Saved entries
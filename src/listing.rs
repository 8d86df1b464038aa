const HOST: &str = "https://en.aruodas.lt";
const SORT_QUERY: &str = "FOrder=AddDate";

/// One row of the results table.
#[derive(Debug, Clone, PartialEq, Eq, Hash)]
pub struct Listing {
    pub region: Option<String>,
    pub street: Option<String>,
    pub price: Option<String>,
    pub rooms: String,
    pub size: String,
    pub floors: String,
    pub url: String,
}

/// Which listing section of the portal to scrape
#[derive(Debug, Clone, Copy, PartialEq, Eq)]
pub enum ListingKind {
    Rent,
    Buy,
}

impl ListingKind {
    fn section_path(self) -> &'static str {
        match self {
            ListingKind::Rent => "butu-nuoma/vilniuje",
            ListingKind::Buy => "butai/vilniuje",
        }
    }

    pub fn first_page_url(self) -> String {
        format!("{}/{}/?{}", HOST, self.section_path(), SORT_QUERY)
    }

    /// URL of page `page` (1-based) in the paginated results.
    pub fn page_url(self, page: u32) -> String {
        format!(
            "{}/{}/puslapis/{}/?{}",
            HOST,
            self.section_path(),
            page,
            SORT_QUERY
        )
    }

    pub fn file_prefix(self) -> &'static str {
        match self {
            ListingKind::Rent => "Vilnius_RENT",
            ListingKind::Buy => "Vilnius_BUY",
        }
    }
}

#[cfg(test)]
mod tests {
    use super::*;

    #[test]
    fn test_first_page_urls() {
        assert_eq!(
            ListingKind::Rent.first_page_url(),
            "https://en.aruodas.lt/butu-nuoma/vilniuje/?FOrder=AddDate"
        );
        assert_eq!(
            ListingKind::Buy.first_page_url(),
            "https://en.aruodas.lt/butai/vilniuje/?FOrder=AddDate"
        );
    }

    #[test]
    fn test_page_url_substitutes_index() {
        assert_eq!(
            ListingKind::Rent.page_url(7),
            "https://en.aruodas.lt/butu-nuoma/vilniuje/puslapis/7/?FOrder=AddDate"
        );
        assert_eq!(
            ListingKind::Buy.page_url(2),
            "https://en.aruodas.lt/butai/vilniuje/puslapis/2/?FOrder=AddDate"
        );
    }

    #[test]
    fn test_file_prefixes() {
        assert_eq!(ListingKind::Rent.file_prefix(), "Vilnius_RENT");
        assert_eq!(ListingKind::Buy.file_prefix(), "Vilnius_BUY");
    }
}
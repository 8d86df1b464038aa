use anyhow::{Context, Result};
use serde::{Deserialize, Serialize};
use std::path::{Path, PathBuf};

use crate::fetcher::UserAgent;

#[derive(Debug, Clone, PartialEq, Serialize, Deserialize)]
pub struct ScraperConfig {
    /// Directory the CSV export is written to
    #[serde(default = "default_output_dir")]
    pub output_dir: PathBuf,
    /// Fixed User-Agent header; a built-in list is rotated when unset
    #[serde(default)]
    pub user_agent: Option<String>,
}

fn default_output_dir() -> PathBuf {
    PathBuf::from(".")
}

impl Default for ScraperConfig {
    fn default() -> Self {
        Self {
            output_dir: default_output_dir(),
            user_agent: None,
        }
    }
}

impl ScraperConfig {
    pub fn from_file(path: &Path) -> Result<Self> {
        let text = std::fs::read_to_string(path)
            .with_context(|| format!("Failed to read config file {}", path.display()))?;
        toml::from_str(&text)
            .with_context(|| format!("Failed to parse config file {}", path.display()))
    }

    /// Load from `path` when given, otherwise use defaults.
    pub fn load(path: Option<&Path>) -> Result<Self> {
        match path {
            Some(path) => Self::from_file(path),
            None => Ok(Self::default()),
        }
    }

    pub fn user_agent(&self) -> UserAgent {
        UserAgent::from(self.user_agent.clone())
    }
}
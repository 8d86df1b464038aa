use anyhow::{Context, Result};
use rand::Rng;
use std::future::Future;
use url::Url;

/// Browser user agents rotated across requests
pub const USER_AGENTS: &[&str] = &[
    "Mozilla/5.0 (Windows NT 10.0; Win64; x64) AppleWebKit/537.36 (KHTML, like Gecko) Chrome/124.0.0.0 Safari/537.36",
    "Mozilla/5.0 (Macintosh; Intel Mac OS X 10_15_7) AppleWebKit/537.36 (KHTML, like Gecko) Chrome/124.0.0.0 Safari/537.36",
    "Mozilla/5.0 (Windows NT 10.0; Win64; x64; rv:125.0) Gecko/20100101 Firefox/125.0",
    "Mozilla/5.0 (X11; Linux x86_64) AppleWebKit/537.36 (KHTML, like Gecko) Chrome/124.0.0.0 Safari/537.36",
];

/// Source of page HTML for the pager.
pub trait Fetcher {
    fn fetch(&self, url: &str) -> impl Future<Output = Result<String>> + Send;
}

/// Picks the User-Agent header sent with each request
#[derive(Debug, Clone, PartialEq, Eq)]
pub enum UserAgent {
    Rotate,
    Fixed(String),
}

impl UserAgent {
    pub fn pick(&self) -> &str {
        match self {
            UserAgent::Rotate => {
                let mut rng = rand::rng();
                USER_AGENTS[rng.random_range(0..USER_AGENTS.len())]
            }
            UserAgent::Fixed(agent) => agent.as_str(),
        }
    }
}

impl From<Option<String>> for UserAgent {
    fn from(value: Option<String>) -> Self {
        match value {
            Some(agent) if !agent.trim().is_empty() => UserAgent::Fixed(agent),
            _ => UserAgent::Rotate,
        }
    }
}

/// Fetches pages over HTTP without connection reuse or a cookie store.
pub struct HttpFetcher {
    client: reqwest::Client,
    user_agent: UserAgent,
}

impl HttpFetcher {
    pub fn new(user_agent: UserAgent) -> Result<Self> {
        // Each fetch opens its own connection; nothing carries over between pages.
        let client = reqwest::Client::builder()
            .pool_max_idle_per_host(0)
            .build()
            .context("Failed to build HTTP client")?;

        Ok(Self { client, user_agent })
    }
}

impl Fetcher for HttpFetcher {
    async fn fetch(&self, url: &str) -> Result<String> {
        let url = Url::parse(url).with_context(|| format!("Invalid page URL: {}", url))?;
        log::debug!("GET {}", url);

        let response = self
            .client
            .get(url)
            .header("User-Agent", self.user_agent.pick())
            .header("Accept", "text/html,application/xhtml+xml,application/xml;q=0.9,*/*;q=0.8")
            .header("Accept-Language", "en-US,en;q=0.5")
            .send()
            .await
            .context("Failed to fetch page")?;

        if !response.status().is_success() {
            anyhow::bail!("HTTP error: {}", response.status());
        }

        response.text().await.context("Failed to read response body")
    }
}
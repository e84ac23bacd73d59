mod loader;
mod model;
mod validator;

pub use loader::{build_world, load_world_from_str};

// Minimal, intentional surface area: re-export only what the game/engine uses.
pub use model::{Describable, Exit, Item, Room, Usable, World};
pub use validator::{ValidationError, validate_world};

▶ **Work request**: Among the lines of the records, copy out each one that contains the word "Rent".

▶ **Expected answer**:
    Rent,
            ListingKind::Rent => "butu-nuoma/vilniuje",
            ListingKind::Rent => "Vilnius_RENT",
            ListingKind::Rent.first_page_url(),
            ListingKind::Rent.page_url(7),
        assert_eq!(ListingKind::Rent.file_prefix(), "Vilnius_RENT");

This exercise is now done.